**What the task requires**
Beneath this task is a listing; tally its lines that contain "SystemConfig" and give only the total.

##### Excerpted records

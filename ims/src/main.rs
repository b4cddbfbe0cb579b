use clap::Parser;
use ims::{
    cli::{Cli, Command},
    logging,
    system::{builder::SystemBuilder, config::SystemConfig},
};
use ims_data::batch::BatchId;
use std::process::ExitCode;

#[tokio::main]
async fn main() -> ExitCode {
    logging::init_logging();

    let cli = Cli::parse();

    let raw_config = match std::fs::read_to_string(&cli.config) {
        Ok(raw) => raw,
        Err(error) => {
            tracing::error!(config = %cli.config, %error, "failed to read config file");
            return ExitCode::FAILURE;
        }
    };

    let config = match SystemConfig::from_toml(&raw_config) {
        Ok(config) => config,
        Err(error) => {
            tracing::error!(%error, "failed to parse config file");
            return ExitCode::FAILURE;
        }
    };

    let system = match SystemBuilder::new().build(&config) {
        Ok(system) => system,
        Err(error) => {
            tracing::error!(%error, "failed to build system");
            return ExitCode::FAILURE;
        }
    };

    let result = match cli.command {
        Command::ReprocessBatch {
            source,
            batch_id,
            file,
        } => match std::fs::read_to_string(&file) {
            Ok(raw) => {
                let lines: Vec<String> = raw.lines().map(str::to_owned).collect();
                system
                    .reprocess_batch(source, BatchId::new(batch_id), lines)
                    .await
                    .map(|report| serde_json::to_string_pretty(&report).unwrap_or_default())
                    .map_err(|error| error.to_string())
            }
            Err(error) => Err(error.to_string()),
        },
        Command::ReloadRules => {
            system.reload_rules();
            Ok("rule caches invalidated".to_owned())
        }
        Command::SnapshotNow { offset } => {
            system.snapshot_now(offset).await;
            Ok(format!("checkpointed at offset {offset}"))
        }
        Command::ReplayFrom { offset } => system
            .replay_from(offset)
            .await
            .map(|replayed| format!("replayed {replayed} event(s) from offset {offset}"))
            .map_err(|error| error.to_string()),
        Command::Health => {
            let (aggregate, components) = system.health();
            Ok(serde_json::json!({
                "aggregate": aggregate,
                "components": components,
            })
            .to_string())
        }
    };

    match result {
        Ok(output) => {
            println!("{output}");
            ExitCode::SUCCESS
        }
        Err(error) => {
            tracing::error!(%error, "command failed");
            ExitCode::FAILURE
        }
    }
}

##########

**Answer section**
2